DATASET RECORDS:

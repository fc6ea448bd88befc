use std::collections::HashMap;
use std::path::Path;
use std::sync::atomic::{AtomicBool, Ordering};
use std::sync::Arc;
use std::time::{Instant, SystemTime};

use async_trait::async_trait;
use bytes::Bytes;
use futures::stream::BoxStream;
use futures::StreamExt;
use parking_lot::RwLock;
use tokio::io::{AsyncRead, AsyncReadExt};
use tracing::{instrument, warn};

use super::BlobStore;
use crate::composition::{CompositionContext, ServiceBuilder};
use crate::metrics::{OperationMetricsDelta, OperationMetricsTracker, OperationType};
use crate::{
    is_temporary, B3HashingReader, Blob, BlobContent, BlobHeaders, BlobId, BlobMetrics,
    BlobStoreConfiguration, Error, TEMPORARY_BLOB_HEADER,
};

struct MemoryEntry {
    headers: BlobHeaders,
    metrics: BlobMetrics,
    contents: Bytes,
    /// The reason given when soft-deleted.
    deleted: Option<String>,
}

impl MemoryEntry {
    fn to_blob(&self, id: &BlobId) -> Blob {
        Blob::new(
            id.clone(),
            self.headers.clone(),
            self.metrics.clone(),
            self.deleted.is_some(),
            BlobContent::Memory(self.contents.clone()),
        )
    }
}

/// Keeps blobs in a map in memory. Clones share the same contents.
#[derive(Clone)]
pub struct MemoryBlobStore {
    configuration: Arc<BlobStoreConfiguration>,
    db: Arc<RwLock<HashMap<BlobId, MemoryEntry>>>,
    writable: Arc<AtomicBool>,
    metrics: Arc<OperationMetricsTracker>,
}

impl MemoryBlobStore {
    pub fn new(name: impl Into<String>) -> Self {
        Self {
            configuration: Arc::new(BlobStoreConfiguration::new(name, "memory")),
            db: Default::default(),
            writable: Arc::new(AtomicBool::new(true)),
            metrics: Default::default(),
        }
    }

    /// Marks the store read-only (or writable again).
    pub fn set_writable(&self, writable: bool) {
        self.writable.store(writable, Ordering::Relaxed);
    }

    fn ensure_writable(&self) -> Result<(), Error> {
        if !self.is_writable() {
            return Err(Error::InvalidRequest(format!(
                "blob store {} is read-only",
                self.configuration.name
            )));
        }
        Ok(())
    }

    /// Stores a blob under a given id, for seeding tests.
    #[cfg(test)]
    pub(crate) fn insert_with_id(&self, id: BlobId, headers: BlobHeaders, contents: Bytes) -> Blob {
        let b3_digest = data_encoding::HEXLOWER.encode(blake3::hash(&contents).as_bytes());
        self.insert(id, headers, contents, b3_digest)
    }

    fn insert(&self, id: BlobId, headers: BlobHeaders, contents: Bytes, b3_digest: String) -> Blob {
        let entry = MemoryEntry {
            headers,
            metrics: BlobMetrics {
                size: contents.len() as u64,
                b3_digest,
                created: SystemTime::now(),
            },
            contents,
            deleted: None,
        };
        let blob = entry.to_blob(&id);
        self.db.write().insert(id, entry);
        blob
    }
}

#[async_trait]
impl BlobStore for MemoryBlobStore {
    #[instrument(skip_all, fields(blob_store.name = %self.configuration.name))]
    async fn create(
        &self,
        reader: &mut (dyn AsyncRead + Send + Unpin),
        headers: BlobHeaders,
    ) -> Result<Blob, Error> {
        self.ensure_writable()?;

        let start = Instant::now();
        let mut hashing_reader = B3HashingReader::from(reader);
        let mut buf = Vec::new();
        if let Err(e) = hashing_reader.read_to_end(&mut buf).await {
            self.metrics
                .record_error(OperationType::Upload, start.elapsed());
            return Err(e.into());
        }

        let blob = self.insert(BlobId::random(), headers, buf.into(), hashing_reader.digest());
        self.metrics.record_success(
            OperationType::Upload,
            blob.metrics().size,
            start.elapsed(),
        );
        Ok(blob)
    }

    #[instrument(skip_all, fields(blob_store.name = %self.configuration.name, path = %path.display()))]
    async fn create_from_path(
        &self,
        path: &Path,
        headers: BlobHeaders,
        size: u64,
        b3_digest: &str,
    ) -> Result<Blob, Error> {
        self.ensure_writable()?;

        let start = Instant::now();
        let contents = tokio::fs::read(path).await?;
        if contents.len() as u64 != size {
            self.metrics
                .record_error(OperationType::Upload, start.elapsed());
            return Err(Error::InvalidRequest(format!(
                "{}: expected {} bytes, got {}",
                path.display(),
                size,
                contents.len()
            )));
        }

        let blob = self.insert(BlobId::random(), headers, contents.into(), b3_digest.to_string());
        self.metrics
            .record_success(OperationType::Upload, size, start.elapsed());
        Ok(blob)
    }

    #[instrument(skip(self, headers), fields(blob.id = %id))]
    async fn copy(&self, id: &BlobId, headers: BlobHeaders) -> Result<Blob, Error> {
        self.ensure_writable()?;

        let (contents, b3_digest) = match self.db.read().get(id) {
            Some(entry) if entry.deleted.is_none() => {
                (entry.contents.clone(), entry.metrics.b3_digest.clone())
            }
            _ => return Err(Error::NotFound(id.clone())),
        };

        Ok(self.insert(BlobId::random(), headers, contents, b3_digest))
    }

    #[instrument(skip(self), fields(blob.id = %id))]
    async fn get(&self, id: &BlobId, include_deleted: bool) -> Result<Option<Blob>, Error> {
        let start = Instant::now();
        let blob = match self.db.read().get(id) {
            Some(entry) if include_deleted || entry.deleted.is_none() => Some(entry.to_blob(id)),
            _ => None,
        };

        if let Some(blob) = &blob {
            self.metrics.record_success(
                OperationType::Download,
                blob.metrics().size,
                start.elapsed(),
            );
        }
        Ok(blob)
    }

    #[instrument(skip(self), fields(blob.id = %id))]
    async fn exists(&self, id: &BlobId) -> Result<bool, Error> {
        Ok(self
            .db
            .read()
            .get(id)
            .is_some_and(|entry| entry.deleted.is_none()))
    }

    #[instrument(skip(self), fields(blob.id = %id))]
    async fn exists_including_deleted(&self, id: &BlobId) -> Result<bool, Error> {
        Ok(self.db.read().contains_key(id))
    }

    #[instrument(skip(self), fields(blob.id = %id))]
    async fn delete(&self, id: &BlobId, reason: &str) -> Result<bool, Error> {
        match self.db.write().get_mut(id) {
            Some(entry) if entry.deleted.is_none() => {
                entry.deleted = Some(reason.to_string());
                Ok(true)
            }
            _ => Ok(false),
        }
    }

    #[instrument(skip(self), fields(blob.id = %id))]
    async fn delete_hard(&self, id: &BlobId) -> Result<bool, Error> {
        Ok(self.db.write().remove(id).is_some())
    }

    fn blob_id_stream(&self) -> BoxStream<'static, Result<BlobId, Error>> {
        let ids: Vec<BlobId> = self.db.read().keys().cloned().collect();
        futures::stream::iter(ids.into_iter().map(Ok)).boxed()
    }

    #[instrument(skip_all, fields(blob.id = %blob.id()))]
    async fn is_owner(&self, blob: &Blob) -> Result<bool, Error> {
        self.exists(blob.id()).await
    }

    #[instrument(skip_all, fields(blob.id = %blob.id()))]
    async fn make_blob_permanent(
        &self,
        blob: &Blob,
        mut headers: BlobHeaders,
    ) -> Result<Blob, Error> {
        headers.remove(TEMPORARY_BLOB_HEADER);

        let mut db = self.db.write();
        match db.get_mut(blob.id()) {
            Some(entry) if entry.deleted.is_none() => {
                entry.headers = headers;
                Ok(entry.to_blob(blob.id()))
            }
            _ => Err(Error::NotFound(blob.id().clone())),
        }
    }

    #[instrument(skip_all, fields(blob.id = %blob.id()))]
    async fn delete_if_temp(&self, blob: &Blob) -> Result<bool, Error> {
        let mut db = self.db.write();
        match db.get(blob.id()) {
            Some(entry) if is_temporary(&entry.headers) => {
                db.remove(blob.id());
                Ok(true)
            }
            Some(_) => {
                warn!("not deleting permanent blob");
                Ok(false)
            }
            None => Ok(false),
        }
    }

    fn is_writable(&self) -> bool {
        self.writable.load(Ordering::Relaxed)
    }

    fn operation_metrics_delta(&self) -> OperationMetricsDelta {
        self.metrics.take_delta()
    }

    fn configuration(&self) -> &BlobStoreConfiguration {
        &self.configuration
    }
}

#[derive(serde::Deserialize, Debug, Default)]
#[serde(deny_unknown_fields)]
pub struct MemoryBlobStoreConfig {
    /// Start out read-only.
    #[serde(default)]
    read_only: bool,
}

impl TryFrom<url::Url> for MemoryBlobStoreConfig {
    type Error = Box<dyn std::error::Error + Send + Sync>;
    fn try_from(url: url::Url) -> Result<Self, Self::Error> {
        // memory doesn't support host or path in the URL.
        if url.has_host() || !url.path().is_empty() {
            return Err(Error::StorageError("invalid url".to_string()).into());
        }
        Ok(MemoryBlobStoreConfig::default())
    }
}

#[async_trait]
impl ServiceBuilder for MemoryBlobStoreConfig {
    type Output = dyn BlobStore;
    async fn build(
        &self,
        instance_name: &str,
        _context: &CompositionContext<dyn BlobStore>,
    ) -> Result<Arc<dyn BlobStore>, Box<dyn std::error::Error + Send + Sync + 'static>> {
        let store = MemoryBlobStore::new(instance_name);
        store.set_writable(!self.read_only);
        Ok(Arc::new(store))
    }
}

ABOUT THIS EXERCISE:
Repeat exactly the lines from the first line of the records above through the line containing "use bytes::Bytes;", both included, and nothing else.

RESPONSE TO THIS EXERCISE:
repository fc6ea448bd88befc
use std::collections::HashMap;
use std::path::Path;
use std::sync::atomic::{AtomicBool, Ordering};
use std::sync::Arc;
use std::time::{Instant, SystemTime};

use async_trait::async_trait;
use bytes::Bytes;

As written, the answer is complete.